ECMT quiz 2 (1 Viewer)

[s.m.i.t.h]

is there gonna be a practice set of questions like last time?
when are they gonna go up on blckboard?

 

[04er]

Exactly what I was going to ask. Also, if my work shop is on Friday, does that mean I have both assessments (quiz and assignment) on next Friday?

 

[absolution*]

farrrk.

i hope so.

ecmt is pooh.

bring back tig.

 

[Lainee]

The questions should be up on Blackboard on Monday.

And I think everyone has to do the quiz as well as hand in the assignment in next week's workshop...

 

[kow_dude]

There is an announcement that the possible questions will be posted on blackboard soon

 

[stazi]

9am Monday morning it will be up.

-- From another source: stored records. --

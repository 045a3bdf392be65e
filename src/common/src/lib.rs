// Copyright 2026 RisingWave Barrier Contributors
//
// Licensed under the Apache License, Version 2.0 (the "License");
// you may not use this file except in compliance with the License.
// You may obtain a copy of the License at
//
//     http://www.apache.org/licenses/LICENSE-2.0
//
// Unless required by applicable law or agreed to in writing, software
// distributed under the License is distributed on an "AS IS" BASIS,
// WITHOUT WARRANTIES OR CONDITIONS OF ANY KIND, either express or implied.
// See the License for the specific language governing permissions and
// limitations under the License.

//! Ambient stack shared by the barrier crates: error taxonomy, runtime
//! config, and logging setup. Kept deliberately small — this is not a
//! general-purpose utility crate, only what the barrier core and its tests
//! need.

mod config;
mod error;
mod logging;

pub use config::BarrierConfig;
pub use error::{BarrierError, BarrierResult, SendBarrierError};
pub use logging::init_tracing;
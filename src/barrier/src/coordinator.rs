// Copyright 2026 RisingWave Barrier Contributors
//
// Licensed under the Apache License, Version 2.0 (the "License");
// you may not use this file except in compliance with the License.
// You may obtain a copy of the License at
//
//     http://www.apache.org/licenses/LICENSE-2.0
//
// Unless required by applicable law or agreed to in writing, software
// distributed under the License is distributed on an "AS IS" BASIS,
// WITHOUT WARRANTIES OR CONDITIONS OF ANY KIND, either express or implied.
// See the License for the specific language governing permissions and
// limitations under the License.

use std::sync::atomic::{AtomicBool, Ordering};
use std::sync::Arc;

use parking_lot::Mutex;
use risingwave_barrier_common::{BarrierConfig, BarrierError, BarrierResult, SendBarrierError};
use risingwave_barrier_group::{GroupView, Rank};
use risingwave_barrier_transport::{
    aggregate_rc, CollectiveRequest, CollectiveTransport, EnterRequestHandle, Opcode, Rc, ReplyFn,
};

/// Wire-level `rc` reported to a caller's `complete_cb` when the broadcast
/// for their barrier could not even be submitted (§7's `send_barrier_msg`
/// failure path) — distinct from `SimTransport`'s `-1` for an exhausted,
/// still-retriable delivery, since this one is terminal.
const CRITICAL_SEND_FAILURE_RC: Rc = -100;

use crate::metrics::{self, BarrierMetrics};
use crate::state::{BarrierState, CompletionFn};

/// The protocol engine: master election, sequence-number assignment,
/// enter/exit state transitions, and master-failover replay for a single
/// group.
///
/// One `bi_lock`-equivalent mutex (`state`) guards every slot and counter.
/// It is never held across a callback or an RPC reply; every public method
/// below releases it before invoking user code or scheduling a send.
pub struct BarrierCoordinator<G: GroupView, T: CollectiveTransport> {
    group: Arc<G>,
    transport: Arc<T>,
    self_rank: Rank,
    /// Cached at construction time, deliberately never refreshed on
    /// membership change — mirrors the source's `exclude_self` list, which
    /// may end up including ranks evicted after construction (see the
    /// open question on stale exclude lists).
    exclude_self: Vec<Rank>,
    state: Mutex<BarrierState>,
    destroyed: AtomicBool,
    config: BarrierConfig,
    metrics: Arc<dyn BarrierMetrics>,
}
// Shared helpers for integration tests. Each test file pulls this in with
// `#[path = "../common/mod.rs"] mod common;`, so not every helper is used
// everywhere.
#![allow(dead_code)]

pub mod fixtures;
pub mod helpers;

pub use helpers::*;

I just wonder what chapters theyll test us on.

 

[stazi]

Got a question:
For Promblems of Section 5.2:
Q.5.7:
It gives you a probability dristribution for variables X and Y:
P(XiYi) X Y
0.4 100 200
0.6 200 100

Compute:
a.E(X)

How do we compute the expected value of X, as I'm not sure how to find out what the probability of just X is or how to work it out.

 

[sarevok]

i think P(XiYi) just means the probabiltiy of x or y occuring are both that value

*shrug* seems to work for q 5.8

 

[stazi]

Hmm it shoudn't be:
P(XiYi) = P(Xi) times P(Yi)

 

[04er]

There is an announcement that the possible questions will be posted on blackboard soon

YES! good to hear

 

[stazi]

havent gotten an answer for the last Q I asked yet, but I have another one.
Week 7 workshop sheet. Question 1.
Consider a population consisting of 0,4,12
x ...........0............4.............12
P(x)........0.3.......0.2............0.5
Random sample of n=2 measurements is selected from the population

b) Calculate the probability for each possible sample
To do this I'm pretty sure we just times the probabilities together, correct me if I'm wrong.
eg. P{0,0}=0.3*0.3=0.09

b) This is the one I'm not sure how to approach:
Calculate the mean for each possible sample.
Is it just mean{0,1}= (X1+X2)/N = 0+1/2 = 0.5?
Or is it something more complex as probabilities are involved

 

[jpr333]

Mean is the equivalent of expected value.

 

[stazi]

so it would be E(X1)+E(X2) divided by 2 etc?
eg.
Mean{0,0}=(0.3*0.3)/2 = 0.3?

 

[jpr333]

No expected value is the sum of X1*PX1, X2*PX2, X3*PX3 etc. So in this case for a sample (0,4) expected value (or mean) for the sample would be (0*0.3)+(4*0.2)

 

[stazi]

its up now. from first glance, doesnt seem difficult. However, there are A LOT!!!! of questions

 

[absolution*]

homorific

 

[absolution*]

Dont laugh at me. Im crap and havnt been to any workshops/lectures since like wk.6. Most of these will be horribly wrong. I dont understand the normal distribution table.

1.
a) ? 4.2? wtf. i dont get it.
b) 0.9367
c) 0.3497
d) z = -2.2
e) P(z<-2.27)

2.
a)c=58.25
b)a=40.2, b=59.8
c) 0.9192
d) i dont get it. does the question make sense?

3
a) 0.062
b)?
c) 62 batteries
d) 0.4761
e)?
f) 351.69< Xbar < 398
g) i) 21 ii) 161/141 - i cant tell what i wrote i was on the train
h) 0.18298 < p < 0.357
i)$127.28 < p < $128.71
j) 3.0008 < Xbar < 3.019911
k) I looked this up in the book but have no idea what it means even after reading the explanation
l) ?

 

[011]

Can someone explain the 4.2 thing?

 

[stazi]

I'll come to the rescue tomorrow and post up answers. maybe in part today.
GO TEAM STAS!

 

[sarevok]

If any one is confused about 3g)iii as I was, the variance of the sum of two random variables when they're independent is just the sum of their variances (i.e. no need to compute the covariance)

see: http://cnx.rice.edu/content/m10656/latest/ under 'properties of variance'